You too are a member of this community do you really want it to be different?






Am feeling very sentimental for some reason!!!!!


----------



## Hezbez (Feb 7, 2009)

gdleeds said:


> if you must chat about total rubbish that some do, please do it elsewhere


One man's rubbish is another man's hobbies :lol: :lol:


----------



## GEMMY (Jun 19, 2006)

Some members are showing their TRUE colours :roll: :roll: :roll: boring 

tony


----------



## gdleeds (Mar 15, 2008)

there seems to be a few sad cases about..... maybe the site should have 2 forums


----------



## locovan (Oct 17, 2007)

The way this community is helping me in a totally off topic situation --with all the friendship --presents --cards --and good wishes and help and advice I don't think I would have coped.
Please don't knock it.
The topics are listed very nicely so make your own choices but don't knock us that have a different choice.
We are a forum of so many subjects the common denominator is we are MotoHomers.


----------



## UncleNorm (May 1, 2005)

If you study the list of subjects that are available to members, you'll see that it reflects LIFE as we know it. 

When AuntieSandra and I bought our first motorhome, we also bought into a LIFEstyle. That lifestyle involves other people and the consequent liaisons between and with them. If we were in the local pub, we would talk/chat/debate the same subject matter as we do on MotorhomeFacts. 

If I ask about the best way of boiling eggs, it's because I want to know. I might get the urge to boil an egg in the MH! :roll: 

Do legal folk only talk about the Law?
Do motor mechanics only talk about engines?
Do builders only talk about bricks and mortar?

Do motorhomers only talk about motorhomes? NO! 

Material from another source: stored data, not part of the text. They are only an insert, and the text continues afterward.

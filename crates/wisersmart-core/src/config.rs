// ── Runtime connection configuration ──
//
// These types describe *how* to reach a hub. They carry credential data
// and connection tuning, but never touch disk. The CLI constructs a
// `HubConfig` and hands it in.

use std::time::Duration;

use secrecy::SecretString;
pub use wisersmart_api::DEFAULT_TIMEOUT_SECS;

/// Configuration for connecting to a single hub.
#[derive(Debug, Clone)]
pub struct HubConfig {
    /// Hub address: `192.168.1.50`, `hub.lan:8080`, or a full `http://` URL.
    pub host: String,
    /// Basic-auth user name.
    pub username: String,
    /// Basic-auth password.
    pub password: SecretString,
    /// Per-request timeout.
    pub timeout: Duration,
    /// How often to refresh the snapshot in the background (seconds). 0 = never.
    pub refresh_interval_secs: u64,
}

impl HubConfig {
    pub fn new(host: impl Into<String>, username: impl Into<String>, password: SecretString) -> Self {
        Self {
            host: host.into(),
            username: username.into(),
            password,
            timeout: Duration::from_secs(DEFAULT_TIMEOUT_SECS),
            refresh_interval_secs: 0,
        }
    }

    pub fn with_timeout(mut self, timeout: Duration) -> Self {
        self.timeout = timeout;
        self
    }

    pub fn with_refresh_interval(mut self, secs: u64) -> Self {
        self.refresh_interval_secs = secs;
        self
    }
}
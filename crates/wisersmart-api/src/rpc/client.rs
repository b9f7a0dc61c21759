// Hub RPC HTTP client
//
// Wraps `reqwest::Client` with hub URL construction, Basic auth, and
// status/timeout translation. The endpoint modules (system, mode, rooms,
// devices, appliances) are implemented as inherent methods in separate
// files to keep this module focused on transport mechanics.

use std::time::Duration;

use reqwest::StatusCode;
use reqwest::header::CONTENT_TYPE;
use secrecy::{ExposeSecret, SecretString};
use serde::Serialize;
use serde::de::DeserializeOwned;
use tracing::{debug, trace};
use url::Url;

use crate::error::Error;
use crate::transport::TransportConfig;

/// The hub insists on the charset parameter.
const JSON_CONTENT_TYPE: &str = "application/json;charset=UTF-8";

/// Raw HTTP client for the hub's `/rpc/...` interface.
///
/// Every call is a JSON `POST` carrying a Basic `Authorization` header.
/// Read methods return the decoded payload; write methods discard the
/// reply body.
pub struct WiserClient {
    http: reqwest::Client,
    base_url: Url,
    username: String,
    password: SecretString,
    timeout: Duration,
}

impl WiserClient {
    /// Create a new client from a `TransportConfig`.
    ///
    /// `base_url` is the hub root, e.g. `http://192.168.1.50`.
    pub fn new(
        base_url: Url,
        username: String,
        password: SecretString,
        transport: &TransportConfig,
    ) -> Result<Self, Error> {
        let http = transport.build_client()?;
        Ok(Self {
            http,
            base_url,
            username,
            password,
            timeout: transport.timeout,
        })
    }

    /// Create a client with a pre-built `reqwest::Client`.
    ///
    /// The timeout is only used for error reporting; the supplied client
    /// enforces its own.
    pub fn with_client(
        http: reqwest::Client,
        base_url: Url,
        username: String,
        password: SecretString,
    ) -> Self {
        Self {
            http,
            base_url,
            username,
            password,
            timeout: TransportConfig::default().timeout,
        }
    }

    /// Build the hub root URL from a configured host.
    ///
    /// Accepts `192.168.1.50`, `hub.lan:8080`, or a full `http://...` URL.
    pub fn base_url_for_host(host: &str) -> Result<Url, Error> {
        let host = host.trim().trim_end_matches('/');
        if host.starts_with("http://") || host.starts_with("https://") {
            Ok(Url::parse(host)?)
        } else {
            Ok(Url::parse(&format!("http://{host}"))?)
        }
    }

    /// The hub base URL.
    pub fn base_url(&self) -> &Url {
        &self.base_url
    }

    /// The Basic-auth user name.
    pub fn username(&self) -> &str {
        &self.username
    }

    /// The configured request timeout.
    pub fn timeout(&self) -> Duration {
        self.timeout
    }

    // ── URL builders ─────────────────────────────────────────────────

    /// Build a full URL for an RPC path such as `/rpc/mode/get_home_mode`.
    pub(crate) fn rpc_url(&self, path: &str) -> Result<Url, Error> {
        Ok(self.base_url.join(path)?)
    }

    // ── Request helpers ──────────────────────────────────────────────

    /// POST a JSON body and decode the JSON reply.
    pub(crate) async fn post<T: DeserializeOwned>(
        &self,
        path: &str,
        body: &(impl Serialize + Sync),
    ) -> Result<T, Error> {
        let resp = self.send(path, body).await?;
        let text = resp.text().await.map_err(|e| self.translate(e))?;
        trace!(path, body = %text, "hub reply");

        serde_json::from_str(&text).map_err(|e| {
            let preview: String = text.chars().take(200).collect();
            Error::Deserialization {
                message: format!("{path}: {e} (body preview: {preview:?})"),
                body: text.clone(),
            }
        })
    }

    /// POST a JSON command body; the reply body is not interpreted.
    pub(crate) async fn post_command(
        &self,
        path: &str,
        body: &(impl Serialize + Sync),
    ) -> Result<(), Error> {
        self.send(path, body).await?;
        Ok(())
    }

    async fn send(
        &self,
        path: &str,
        body: &(impl Serialize + Sync),
    ) -> Result<reqwest::Response, Error> {
        let url = self.rpc_url(path)?;
        debug!("POST {}", url);

        let resp = self
            .http
            .post(url)
            .basic_auth(&self.username, Some(self.password.expose_secret()))
            .header(CONTENT_TYPE, JSON_CONTENT_TYPE)
            .json(body)
            .send()
            .await
            .map_err(|e| self.translate(e))?;

        check_status(resp.status(), path)?;
        Ok(resp)
    }

    /// Fold reqwest timeouts into [`Error::Timeout`]; keep everything else.
    fn translate(&self, err: reqwest::Error) -> Error {
        if err.is_timeout() {
            Error::Timeout {
                timeout_secs: self.timeout.as_secs(),
            }
        } else {
            Error::Transport(err)
        }
    }
}

fn check_status(status: StatusCode, path: &str) -> Result<(), Error> {
    if status.is_success() {
        return Ok(());
    }
    Err(match status {
        StatusCode::UNAUTHORIZED => Error::Authentication {
            message: "hub rejected the user name or password".into(),
        },
        StatusCode::NOT_FOUND => Error::NotFound { path: path.into() },
        other => Error::Http {
            status: other.as_u16(),
            path: path.into(),
        },
    })
}
use std::future::Future;
use std::pin::Pin;
use std::sync::Arc;

use serde_json::Value;

use crate::identity::Identity;

pub type BoxFuture<'a, T> = Pin<Box<dyn Future<Output = T> + Send + 'a>>;

/// Everything an action sees of the incoming call.
#[derive(Debug, Clone, Default)]
pub struct ActionContext {
    /// Path, query and JSON body parameters merged into one object.
    pub params: Value,
    pub identity: Option<Identity>,
}

impl ActionContext {
    pub fn new(params: Value) -> Self {
        Self {
            params,
            identity: None,
        }
    }

    pub fn with_identity(mut self, identity: Option<Identity>) -> Self {
        self.identity = identity;
        self
    }
}

/// A type-erased action implementation.
///
/// Takes the merged request parameters and returns the JSON payload of the
/// response.
pub type ActionHandler =
    Arc<dyn Fn(ActionContext) -> BoxFuture<'static, crate::error::Result<Value>> + Send + Sync>;

/// Wraps an async function into an [`ActionHandler`].
pub fn action_handler<F, Fut>(f: F) -> ActionHandler
where
    F: Fn(ActionContext) -> Fut + Send + Sync + 'static,
    Fut: Future<Output = crate::error::Result<Value>> + Send + 'static,
{
    Arc::new(move |ctx| -> BoxFuture<'static, crate::error::Result<Value>> { Box::pin(f(ctx)) })
}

We sometimes express interest in the welfare of our friends on this site. We offer support to those in trouble and commiserate when the going gets tough. 

We might sometimes talk about boiling eggs! 8) :wink:


----------



## wakk44 (Jun 15, 2006)

Sorry ,I must disagree with the OP,the site is still very interesting and invaluable for technical information and advice,non motorhome related topics are there-if you want them 

I have been a member for a while now and still find out things I didn't know almost every day  

If you don't want to hear about dogs,don't click on the the pets forum,if you don't want to know about peoples ailments,don't click on the health and fitness forum,if you don't want to read political posts,don't click on the members bar etc... etc...

I read this forum every day,it is addictive,I have been shocked and angry at some posts,I have laughed so much at others I have nearly spilt my coffee on the keyboard(thanks Pusser),I have been inspired by some threads and moved to tears by others.

I find that it is a forum of people from wide ranging backgrounds with a common interest,we all love motorhomes please leave it how it is,there is nothing like it on the web.


----------



## xgx (Oct 14, 2005)

vilasalvas said:


> .... am I missing the point somewhere?


Yes... but that's my personal view (and has no more value than yours).

Others have made the point that this forum is more than just motorhomes, it's a community and as such has a great diversity...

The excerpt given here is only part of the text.